Senate Commerce, Science and Transportation Chairman Roger Wicker is aiming to have a federal data privacy bill written and passed by Congress this year as technology companies, privacy advocates and civil rights groups press lawmakers to act decisively to avoid a patchwork of state legislation.
“It would be nice to have it on the president’s desk this year,” the Mississippi Republican told reporters Wednesday after leading a hearing on how Congress should approach a federal data privacy bill. Wicker said the bill that emerges from the discussions is likely to be a “good strong bill” that will garner bipartisan support and also avoid a 50-state grab bag of laws.
Lawmakers in both chambers of Congress held hearings this week on federal data privacy legislation. Tuesday’s hearing before the House Energy and Commerce Subcommittee on Consumer Protection and Commerce chaired by Illinois Democrat Rep. Jan Schakowsky, included witnesses who pressed for recognizing that African Americans and other minorities faced greater online discrimination than other Americans.
Watch: Six experts tell Senate committee what’s what on data privacy
The Senate hearing on Wednesday included a panel of experts drawn mostly from technology industry groups and academics, and the discussion centered on whether federal law should pre-empt state laws including the California Consumer Privacy Act, which is set to take effect January 2020.
“You don’t want a cacophony or a crazy quilt patchwork of 50 different state laws,” Jon Leibowitz, co-chairman of the 21st Century Privacy Coalition, an industry group that represents cable and phone companies, told the Senate Commerce panel. “It’ll make consumers numb to notifications” about companies’ data privacy policies.
Instead there should be “one strong, federal privacy regime,” Leibowitz, who served as chairman of the Federal Trade Commission during the Obama administration, said. “If you do that then I think the right approach is to preempt state laws and make sure everyone is protected, wherever you go you’re protected under the same rule.”
While four other panelists agreed with Leibowitz that a federal data privacy bill should pre-empt state laws, Woodrow Hartzog, a professor at Northeastern University, told the committee that having a 50-state patchwork of laws is not insurmountable for technology companies. Drafting a federal bill that would pre-empt or overrule state laws is not necessary, he said, and could even be “actively harmful.”
Washington Democratic Sen. Maria Cantwell, the top Democrat on the panel, said making sure that industry groups and privacy advocates and others come together first to agree on how to protect consumers’ data is more likely to yield a strong federal bill than trying to write legislation that is aimed at negating laws passed by California and other states.

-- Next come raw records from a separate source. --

//! Name resolution and host type-checking for a recovered kernel body.
//!
//! Resolutions and expression types are keyed by span: every expression
//! node of a body covers a distinct byte range of the captured source.

use std::collections::HashMap;

use crate::diagnostic::Diagnostic;
use crate::kernel::{FieldDecl, StaticField};
use crate::rewrite::placeholder::{self, Member, Receiver, Returns};
use crate::span::{Span, Spanned};
use crate::syntax::ast::*;
use crate::types::{BufferKind, HostType, ScalarKind, Ty};

#[derive(Clone, Copy, Debug, PartialEq, Eq, Hash, PartialOrd, Ord)]
pub struct LocalId(pub u32);

impl LocalId {
    /// The thread-index parameter.
    pub const PARAM: LocalId = LocalId(0);

    fn index(self) -> usize {
        self.0 as usize
    }
}

/// What a name in the body refers to.
#[derive(Clone, Copy, Debug, PartialEq, Eq)]
pub enum Symbol {
    Local(LocalId),
    /// Index into the kernel's field catalog.
    Capture(usize),
    /// Index into the kernel's visible statics.
    Static(usize),
}

#[derive(Clone, Debug)]
pub struct LocalInfo {
    pub name: String,
    pub ty: Ty,
    pub mutable: bool,
    pub span: Span,
}

/// Resolved names and types of one kernel body.
#[derive(Clone, Debug, Default)]
pub struct SymbolModel {
    locals: Vec<LocalInfo>,
    bindings: HashMap<Span, Symbol>,
    types: HashMap<Span, Ty>,
}

impl SymbolModel {
    /// Locals in declaration order; the parameter comes first.
    pub fn locals(&self) -> &[LocalInfo] {
        &self.locals
    }

    pub fn local(&self, id: LocalId) -> &LocalInfo {
        &self.locals[id.index()]
    }

    /// Resolution of a name reference or declaration at `span`.
    pub fn symbol(&self, span: Span) -> Option<Symbol> {
        self.bindings.get(&span).copied()
    }

    /// Type of the expression at `span`.
    pub fn ty(&self, span: Span) -> Option<&Ty> {
        self.types.get(&span)
    }
}

/// Literal family of a value whose type is still open.
#[derive(Clone, Copy, Debug, PartialEq, Eq)]
enum Lit {
    Int,
    Float,
}

impl Lit {
    fn accepts(self, kind: ScalarKind) -> bool {
        match self {
            Lit::Int => kind.is_integer(),
            Lit::Float => kind.is_float(),
        }
    }
}

#[derive(Clone, Debug)]
struct Typed {
    ty: Ty,
    /// Set for unsuffixed literals and for locals initialized from one.
    flex: Option<Lit>,
    /// The flexible local this expression names directly, if any.
    local: Option<LocalId>,
}

impl Typed {
    fn of(ty: Ty) -> Self {
        Self {
            ty,
            flex: None,
            local: None,
        }
    }

    fn literal(kind: ScalarKind, lit: Lit) -> Self {
        Self {
            ty: Ty::Scalar(kind),
            flex: Some(lit),
            local: None,
        }
    }

    fn is_integer(&self) -> bool {
        matches!(self.ty, Ty::Scalar(k) if k.is_integer())
    }
}

const BOOL: Ty = Ty::Scalar(ScalarKind::Bool);

/// Bind a parsed kernel closure against its field catalog and statics.
pub(crate) fn bind(
    closure: &Closure,
    fields: &[FieldDecl],
    statics: &[StaticField],
) -> Result<SymbolModel, Vec<Diagnostic>> {
    let mut binder = Binder::new(fields, statics);
    binder.bind_closure(closure);
    if !binder.diagnostics.is_empty() {
        return Err(binder.diagnostics);
    }
    Ok(SymbolModel {
        locals: binder.locals,
        bindings: binder.bindings,
        types: binder.types,
    })
}

struct Binder<'a> {
    fields: &'a [FieldDecl],
    field_types: Vec<Option<Ty>>,
    statics: &'a [StaticField],
    scopes: Vec<Vec<(String, LocalId)>>,
    locals: Vec<LocalInfo>,
    flexible: Vec<Option<Lit>>,
    bindings: HashMap<Span, Symbol>,
    types: HashMap<Span, Ty>,
    loop_depth: u32,
    diagnostics: Vec<Diagnostic>,
}

fn host_ty(text: &str) -> Option<Ty> {
    text.parse::<HostType>()
        .ok()
        .and_then(|h| Ty::from_host(&h))
}

fn component_index(c: char) -> Option<u8> {
    match c {
        'x' => Some(0),
        'y' => Some(1),
        'z' => Some(2),
        'w' => Some(3),
        _ => None,
    }
}

/// `xy`, `zyx`, `wwww`: 2 to 4 components, each within the vector.
fn is_swizzle(name: &str, dim: u8) -> bool {
    (2..=4).contains(&name.len())
        && name
            .chars()
            .all(|c| component_index(c).is_some_and(|i| i < dim))
}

Victoria Espinel, president and CEO of The Software Alliance, said a federal bill also ought to make a distinction between companies that control data and those that process data.
A bill that doesn’t draw a distinction between the two types of companies could undermine consumers’ privacy because controllers of data make decisions on how data is collected and have the primary responsibility for privacy, while processors don’t have all of a person’s information in their possession, Espinel said.
Lawmakers also probed panelists on how to draw a distinction between reasonable and unreasonable uses of consumers’ data.
Sen. Brian Schatz said legislation that simply calls for technology companies to be more transparent in their data collection and use would be insufficient.
As Internet of Things devices multiply there could be billions of sensors collecting small pieces of data, and asking consumers to provide consent for each device could lead to users making hundreds of decisions each day to share information, the Hawaii Democrat said.
Just as patients expect their doctors’ offices to safeguard personal information, consumers should expect technology companies to protect their information, Schatz said. Federal legislation should enshrine the principle that companies collecting personal information should not harm consumers, and the bill should allow agencies like the Federal Trade Commission to figure out whether a company’s action violated such a principle, Schatz said.